When employees spend their working day re-entering data, chasing approvals on WhatsApp, and navigating systems that don't talk to each other, the problem isn't the people — it's the infrastructure they're working with. A well-implemented ERP doesn't just digitise operations. It removes the daily friction that prevents your team from doing their best work.
Digitise Before You Automate
Digitisation and automation are not the same thing. Digitisation means storing data electronically — replacing a paper register with a digital record. Automation means eliminating human intervention in a task entirely — the system does it based on a trigger. Both matter, but digitisation must come first. You can't automate what hasn't been digitised.
Start by identifying every process that currently produces paper or exists only in someone's head. These are your first digitisation targets.
Design Workflows That Reflect Reality
The single biggest reason ERP implementations fail to improve efficiency: the system is configured around an idealised workflow that doesn't match how the business actually operates. Staff then work around it, maintaining their old methods in parallel. The system gets used for compliance, not for actual work.
Work with ground-level staff to design workflows. They know the edge cases. They know the exceptions. They know what the manager actually does vs what the org chart says the manager does.
Address Real Pain Points
Collect specific challenges from every department — not vague feedback, but concrete problems. "The system doesn't let me do X so I have to export to Excel and do it manually." "Approvals take 3 days because the form has to reach a desk in another building." These are design inputs, not complaints.
The hidden cost of workarounds
Every workaround is a process that lives outside the system — undocumented, untrackable, and dependent on a specific person.
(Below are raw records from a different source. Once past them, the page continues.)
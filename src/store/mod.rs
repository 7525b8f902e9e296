//! Source store surface: tree walks, byte reads, digest attestations,
//! collection metadata, and the advisory export lock.

pub mod fs;

use std::collections::BTreeMap;

use async_trait::async_trait;
use base64::engine::general_purpose::STANDARD as BASE64;
use base64::Engine;
use tokio::io::AsyncRead;

use crate::utils::errors::ExportError;

/// One file in a collection, addressed relative to the collection root.
#[derive(Debug, Clone, PartialEq, Eq)]
pub struct SourceFile {
    pub relative_path: String,
    pub size: u64,
}

/// Snapshot of a collection's file tree, sorted by relative path.
#[derive(Debug, Clone)]
pub struct SourceTree {
    pub collection: String,
    pub files: Vec<SourceFile>,
}

impl SourceTree {
    pub fn file_count(&self) -> usize {
        self.files.len()
    }

    pub fn total_bytes(&self) -> u64 {
        self.files.iter().map(|f| f.size).sum()
    }
}

/// Sequential reader over one file's bytes.
pub type StoreReader = Box<dyn AsyncRead + Send + Sync + Unpin>;

/// Raw digest attestations keyed by relative path, in the store's native
/// `sha2:<base64>` form. See [`decode_attestation`].
pub type StoreAttestations = BTreeMap<String, String>;

/// Everything the export pipeline needs from the system holding the data.
///
/// Attribute operations back the phase markers, so their implementations
/// must tolerate concurrent readers; `remove_attribute` reports absence
/// instead of failing on it.
#[async_trait]
pub trait SourceStore: Send + Sync {
    /// Walk the collection and return its file tree.
    async fn load_tree(&self, collection: &str) -> crate::Result<SourceTree>;

    /// Open a sequential reader over one file.
    async fn open_file(&self, collection: &str, relative_path: &str)
        -> crate::Result<StoreReader>;

    /// Fetch the store's own digest attestation for every file in the
    /// collection. Slow on large collections; callers overlap it with other
    /// work.
    async fn fetch_attestations(&self, collection: &str) -> crate::Result<StoreAttestations>;

    /// Add one value to a multi-valued collection attribute.
    async fn add_attribute(&self, collection: &str, name: &str, value: &str)
        -> crate::Result<()>;

    /// Remove one value from a collection attribute. Returns whether the
    /// value was present; removing an absent value is not an error.
    async fn remove_attribute(
        &self,
        collection: &str,
        name: &str,
        value: &str,
    ) -> crate::Result<bool>;

    /// All values currently held by a collection attribute.
    async fn attribute_values(&self, collection: &str, name: &str)
        -> crate::Result<Vec<String>>;

    /// Take the advisory lock bracketing an export run.
    async fn open_collection(&self, collection: &str) -> crate::Result<()>;

    /// Release the advisory lock. Releasing an unheld lock is not an error.
    async fn close_collection(&self, collection: &str) -> crate::Result<()>;

    /// Remove one source file. Only called for files whose transfer was
    /// fully verified.
    async fn delete_file(&self, collection: &str, relative_path: &str) -> crate::Result<()>;
}

/// Decode a store attestation (`sha2:` prefix, base64 raw digest) into the
/// lowercase hex this pipeline compares in.
pub fn decode_attestation(value: &str) -> crate::Result<String> {
    let encoded = value.strip_prefix("sha2:").ok_or_else(|| {
        ExportError::Store(format!("unrecognized digest attestation: {value}"))
    })?;
    let raw = BASE64
        .decode(encoded)
        .map_err(|e| ExportError::Store(format!("bad digest attestation: {e}")))?;
    Ok(hex::encode(raw))
}

#[cfg(test)]
mod tests {
    use super::*;

    const HELLO_SHA256: &str = "2cf24dba5fb0a30e26e83b2ac5b9e29e1b161e5c1fa7425e73043362938b9824";

    #[test]
    fn test_decode_attestation() {
        // base64 of the raw sha-256 of "hello"
        let attested = "sha2:LPJNul+wow4m6DsqxbninhsWHlwfp0JecwQzYpOLmCQ=";
        assert_eq!(decode_attestation(attested).unwrap(), HELLO_SHA256);
    }

    #[test]
    fn test_decode_rejects_foreign_schemes() {
        assert!(decode_attestation("md5:abcd").is_err());
        assert!(decode_attestation("plainhex").is_err());
    }

    #[test]
    fn test_decode_rejects_bad_base64() {
        assert!(decode_attestation("sha2:!!!not-base64!!!").is_err());
    }

    #[test]
    fn test_tree_totals() {
        let tree = SourceTree {
            collection: "c".to_string(),
            files: vec![
                SourceFile {
                    relative_path: "a".to_string(),
                    size: 10,
                },
                SourceFile {
                    relative_path: "b".to_string(),
                    size: 32,
                },
            ],
        };
        assert_eq!(tree.file_count(), 2);
        assert_eq!(tree.total_bytes(), 42);
    }
}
When that person leaves, the workaround goes with them.
Streamline Common Activities Across Departments
Many businesses have operations that happen almost identically in multiple departments — document generation, communication logs, status updates, reminder sending. Identifying and standardising these reduces redundant effort and creates consistency across teams.
Automate Data Entry at the Source
Manual data entry is the primary source of errors and the biggest time sink in most businesses. Design the system so data is generated at the point of action — a shipment scan creates an inventory update, a payment receipt triggers an accounts entry, a completed task logs the time automatically.
Implement Role-Based Access Properly
Role-based access is not just a security feature — it's a productivity feature. When employees see only the modules and menus relevant to their job, the system is simpler and faster for them to use. When everyone sees everything, the system feels overwhelming and people avoid it.
Provide Digital Training and Ongoing Support
Training at go-live is not enough. Staff turnover means new hires need onboarding. System updates introduce new features. Build training materials directly into the system — guided walkthroughs, in-system help text, short video guides. Make it easy to learn without needing to call IT or the vendor.
The goal: a system people actually use
All the efficiency gains from ERP exist only on paper until staff actually adopt the system. Every design decision — workflow design, access structure, data entry simplicity, approval speed — should be evaluated by asking: will this make the system easier or harder to use for the person doing the work?